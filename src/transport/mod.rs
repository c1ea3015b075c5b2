//! Transport layer for SMTP connections.
//!
//! The dispatch engine never speaks SMTP itself. It drives a [`MailTransport`],
//! which opens, probes, uses and closes long-lived connections. The default
//! implementation, [`LettreTransport`], delegates the conversation, TLS and
//! authentication to `lettre`'s blocking [`SmtpConnection`].

use lettre::transport::smtp::authentication::{Credentials as LettreCredentials, Mechanism};
use lettre::transport::smtp::client::SmtpConnection;
use lettre::transport::smtp::extension::ClientId;
use std::fmt;
use std::time::Duration;

use crate::config::{EngineConfig, TlsMode, DEFAULT_IMPLICIT_TLS_PORT, DEFAULT_PORT};
use crate::errors::{SmtpError, SmtpErrorKind, SmtpResult};
use crate::mime::OutgoingMessage;
use crate::types::Credentials;

/// Trait for mail transport abstraction.
///
/// Implementations must be shareable across the worker and caller threads.
/// A connection is only ever used by one thread at a time; the pool enforces
/// this.
pub trait MailTransport: Send + Sync + fmt::Debug + 'static {
    /// Live connection handle.
    type Connection: Send + 'static;

    /// One-time process setup, run when the first engine using this
    /// transport type starts.
    fn global_init() {}

    /// Counterpart of [`MailTransport::global_init`], run when the last
    /// engine using this transport type stops.
    fn global_cleanup() {}

    /// Opens and authenticates a connection to `endpoint`.
    fn open(&self, endpoint: &str, credentials: &Credentials) -> SmtpResult<Self::Connection>;

    /// Returns false when a pooled connection can no longer be used.
    fn is_alive(&self, _connection: &mut Self::Connection) -> bool {
        true
    }

    /// Transmits one composed message over the connection.
    fn send(
        &self,
        connection: &mut Self::Connection,
        message: &OutgoingMessage,
        verbose: bool,
    ) -> SmtpResult<()>;

    /// Closes a connection. Never fails.
    fn close(&self, connection: Self::Connection);
}

/// Parsed server endpoint.
#[derive(Debug, Clone, PartialEq, Eq)]
pub struct Endpoint {
    /// Server hostname or address.
    pub host: String,
    /// Server port.
    pub port: u16,
    /// TLS mode in effect for this endpoint.
    pub tls: TlsMode,
}

impl Endpoint {
    /// Parses `host`, `host:port`, `smtp://host[:port]` or
    /// `smtps://host[:port]`.
    ///
    /// `smtps://` forces implicit TLS; otherwise `default_tls` applies.
    pub fn parse(endpoint: &str, default_tls: TlsMode) -> SmtpResult<Self> {
        let trimmed = endpoint.trim();
        let (rest, tls) = if let Some(rest) = strip_scheme(trimmed, "smtps://") {
            (rest, TlsMode::Implicit)
        } else if let Some(rest) = strip_scheme(trimmed, "smtp://") {
            (rest, default_tls)
        } else if trimmed.contains("://") {
            return Err(invalid_endpoint(endpoint, "unsupported scheme"));
        } else {
            (trimmed, default_tls)
        };
        let rest = rest.trim_end_matches('/');

        let (host, port) =
            split_host_port(rest).ok_or_else(|| invalid_endpoint(endpoint, "malformed address"))?;
        if host.is_empty() {
            return Err(invalid_endpoint(endpoint, "missing host"));
        }
        if !host.chars().all(|c| c.is_ascii_graphic()) {
            return Err(invalid_endpoint(endpoint, "invalid host"));
        }

        let port = match port {
            Some(port) => port
                .parse::<u16>()
                .ok()
                .filter(|p| *p != 0)
                .ok_or_else(|| invalid_endpoint(endpoint, "invalid port"))?,
            None if tls == TlsMode::Implicit => DEFAULT_IMPLICIT_TLS_PORT,
            None => DEFAULT_PORT,
        };

        Ok(Self {
            host: host.to_string(),
            port,
            tls,
        })
    }

    /// Returns the address in `host:port` format.
    pub fn address(&self) -> String {
        if self.host.contains(':') {
            format!("[{}]:{}", self.host, self.port)
        } else {
            format!("{}:{}", self.host, self.port)
        }
    }
}

impl fmt::Display for Endpoint {
    fn fmt(&self, f: &mut fmt::Formatter<'_>) -> fmt::Result {
        f.write_str(&self.address())
    }
}

fn strip_scheme<'a>(value: &'a str, scheme: &str) -> Option<&'a str> {
    value
        .get(..scheme.len())
        .is_some_and(|prefix| prefix.eq_ignore_ascii_case(scheme))
        .then(|| value.get(scheme.len()..))
        .flatten()
}

fn split_host_port(value: &str) -> Option<(&str, Option<&str>)> {
    // Bracketed IPv6 literal
    if let Some(rest) = value.strip_prefix('[') {
        let (host, tail) = rest.split_once(']')?;
        return match tail {
            "" => Some((host, None)),
            _ => Some((host, Some(tail.strip_prefix(':')?))),
        };
    }
    match value.split_once(':') {
        Some((host, port)) if !port.contains(':') => Some((host, Some(port))),
        Some(_) => None,
        None => Some((value, None)),
    }
}

fn invalid_endpoint(endpoint: &str, reason: &str) -> SmtpError {
    SmtpError::new(
        SmtpErrorKind::InvalidEndpoint,
        format!("Invalid endpoint '{}': {}", endpoint, reason),
    )
}

/// Transport backed by `lettre`'s blocking SMTP client.
#[derive(Debug, Clone)]
pub struct LettreTransport {
    timeout: Duration,
    tls: TlsMode,
    client_id: String,
}

impl LettreTransport {
    /// Creates a transport from the engine configuration.
    pub fn new(config: &EngineConfig) -> Self {
        Self {
            timeout: config.transmit_timeout,
            tls: config.tls,
            client_id: config.client_id().to_string(),
        }
    }

    fn hello(&self) -> ClientId {
        ClientId::Domain(self.client_id.clone())
    }

    #[cfg(any(feature = "rustls-tls", feature = "native-tls"))]
    fn connect(&self, endpoint: &Endpoint) -> SmtpResult<SmtpConnection> {
        use lettre::transport::smtp::client::TlsParameters;

        let hello = self.hello();
        let server = (endpoint.host.as_str(), endpoint.port);
        let tls_parameters = || {
            TlsParameters::new(endpoint.host.clone())
                .map_err(|e| SmtpError::tls(format!("Invalid TLS parameters: {}", e)))
        };

        if endpoint.tls == TlsMode::Implicit {
            let parameters = tls_parameters()?;
            return SmtpConnection::connect(
                server,
                Some(self.timeout),
                &hello,
                Some(&parameters),
                None,
            )
            .map_err(map_connect_error);
        }

        let mut connection = SmtpConnection::connect(server, Some(self.timeout), &hello, None, None)
            .map_err(map_connect_error)?;

        match endpoint.tls {
            TlsMode::StartTls | TlsMode::StartTlsRequired if connection.can_starttls() => {
                let parameters = tls_parameters()?;
                connection
                    .starttls(&parameters, &hello)
                    .map_err(map_connect_error)?;
            }
            TlsMode::StartTlsRequired => {
                connection.abort();
                return Err(SmtpError::tls(format!(
                    "{} does not support STARTTLS",
                    endpoint
                )));
            }
            _ => {}
        }

        Ok(connection)
    }

    #[cfg(not(any(feature = "rustls-tls", feature = "native-tls")))]
    fn connect(&self, endpoint: &Endpoint) -> SmtpResult<SmtpConnection> {
        if matches!(endpoint.tls, TlsMode::Implicit | TlsMode::StartTlsRequired) {
            return Err(SmtpError::configuration(
                "TLS required but no TLS backend feature is enabled",
            ));
        }
        let server = (endpoint.host.as_str(), endpoint.port);
        SmtpConnection::connect(server, Some(self.timeout), &self.hello(), None, None)
            .map_err(map_connect_error)
    }
}

impl MailTransport for LettreTransport {
    type Connection = SmtpConnection;

    fn global_init() {
        #[cfg(feature = "tracing")]
        tracing::debug!("SMTP transport initialized");
    }

    fn global_cleanup() {
        #[cfg(feature = "tracing")]
        tracing::debug!("SMTP transport released");
    }

    fn open(&self, endpoint: &str, credentials: &Credentials) -> SmtpResult<SmtpConnection> {
        let endpoint = Endpoint::parse(endpoint, self.tls)?;
        let mut connection = self.connect(&endpoint)?;

        if !credentials.is_anonymous() {
            let lettre_credentials = LettreCredentials::new(
                credentials.username().to_string(),
                credentials.password().to_string(),
            );
            let mechanisms = [Mechanism::Plain, Mechanism::Login];
            if let Err(e) = connection.auth(&mechanisms, &lettre_credentials) {
                connection.abort();
                return Err(SmtpError::new(
                    SmtpErrorKind::CredentialsInvalid,
                    format!("Authentication failed: {}", e),
                )
                .with_cause(e));
            }
        }

        #[cfg(feature = "tracing")]
        tracing::debug!(endpoint = %endpoint, "SMTP connection established");

        Ok(connection)
    }

    fn is_alive(&self, connection: &mut SmtpConnection) -> bool {
        !connection.has_broken() && connection.test_connected()
    }

    #[cfg_attr(not(feature = "tracing"), allow(unused_variables))]
    fn send(
        &self,
        connection: &mut SmtpConnection,
        message: &OutgoingMessage,
        verbose: bool,
    ) -> SmtpResult<()> {
        let response = connection.send(&message.envelope, &message.formatted)?;

        if verbose {
            #[cfg(feature = "tracing")]
            tracing::info!(
                message_id = %message.message_id,
                code = %response.code(),
                reply = %response.message().collect::<Vec<_>>().join(" "),
                "Message accepted"
            );
        }

        Ok(())
    }

    fn close(&self, mut connection: SmtpConnection) {
        if connection.quit().is_err() {
            connection.abort();
        }
    }
}

fn map_connect_error(error: lettre::transport::smtp::Error) -> SmtpError {
    let kind = if error.is_timeout() {
        SmtpErrorKind::ConnectionTimeout
    } else if error.is_tls() {
        SmtpErrorKind::TlsHandshakeFailed
    } else {
        SmtpErrorKind::ConnectionRefused
    };
    SmtpError::new(kind, format!("Connection failed: {}", error)).with_cause(error)
}

#[cfg(test)]
mod tests {
    use super::*;
    use rstest::rstest;

    #[rstest]
    #[case("smtp.example.com", "smtp.example.com", 587, TlsMode::StartTlsRequired)]
    #[case("smtp.example.com:25", "smtp.example.com", 25, TlsMode::StartTlsRequired)]
    #[case("smtp://mail.local:2525", "mail.local", 2525, TlsMode::StartTlsRequired)]
    #[case("smtps://mail.local", "mail.local", 465, TlsMode::Implicit)]
    #[case("SMTPS://mail.local:1465/", "mail.local", 1465, TlsMode::Implicit)]
    #[case("[::1]:2525", "::1", 2525, TlsMode::StartTlsRequired)]
    #[case("  relay  ", "relay", 587, TlsMode::StartTlsRequired)]
    fn test_endpoint_parse(
        #[case] input: &str,
        #[case] host: &str,
        #[case] port: u16,
        #[case] tls: TlsMode,
    ) {
        let endpoint = Endpoint::parse(input, TlsMode::StartTlsRequired).unwrap();
        assert_eq!(endpoint.host, host);
        assert_eq!(endpoint.port, port);
        assert_eq!(endpoint.tls, tls);
    }

    #[rstest]
    #[case("")]
    #[case(":25")]
    #[case("host:notaport")]
    #[case("host:0")]
    #[case("http://host")]
    #[case("a:b:c")]
    #[case("éééé")]
    #[case("smtpé://host")]
    fn test_endpoint_parse_invalid(#[case] input: &str) {
        let err = Endpoint::parse(input, TlsMode::None).unwrap_err();
        assert_eq!(err.kind(), SmtpErrorKind::InvalidEndpoint);
    }

    #[test]
    fn test_endpoint_default_tls_applies_without_scheme() {
        let endpoint = Endpoint::parse("mail.local", TlsMode::Implicit).unwrap();
        assert_eq!(endpoint.port, 465);

        let endpoint = Endpoint::parse("smtp://mail.local", TlsMode::None).unwrap();
        assert_eq!(endpoint.tls, TlsMode::None);
        assert_eq!(endpoint.address(), "mail.local:587");
    }

    #[test]
    fn test_endpoint_ipv6_address() {
        let endpoint = Endpoint::parse("[::1]", TlsMode::None).unwrap();
        assert_eq!(endpoint.address(), "[::1]:587");
    }

    #[test]
    fn test_lettre_transport_from_config() {
        let config = EngineConfig::builder()
            .client_id("mailer.local")
            .transmit_timeout(Duration::from_secs(5))
            .build()
            .unwrap();
        let transport = LettreTransport::new(&config);
        assert_eq!(transport.client_id, "mailer.local");
        assert_eq!(transport.timeout, Duration::from_secs(5));
    }

    #[test]
    fn test_lettre_transport_rejects_bad_endpoint_before_connecting() {
        let transport = LettreTransport::new(&EngineConfig::default());
        let err = transport
            .open("ftp://nowhere", &Credentials::default())
            .err()
            .unwrap();
        assert_eq!(err.kind(), SmtpErrorKind::InvalidEndpoint);
    }
}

What the task asks
For this exercise, please output exactly the lines above starting at the line with "let endpoint = Endpoint::parse(endpoint, self.tls)?;" and ending at the line with "let mechanisms = [Mechanism::Plain, Mechanism::Login];", ends included.

Exercise answer
        let endpoint = Endpoint::parse(endpoint, self.tls)?;
        let mut connection = self.connect(&endpoint)?;

        if !credentials.is_anonymous() {
            let lettre_credentials = LettreCredentials::new(
                credentials.username().to_string(),
                credentials.password().to_string(),
            );
            let mechanisms = [Mechanism::Plain, Mechanism::Login];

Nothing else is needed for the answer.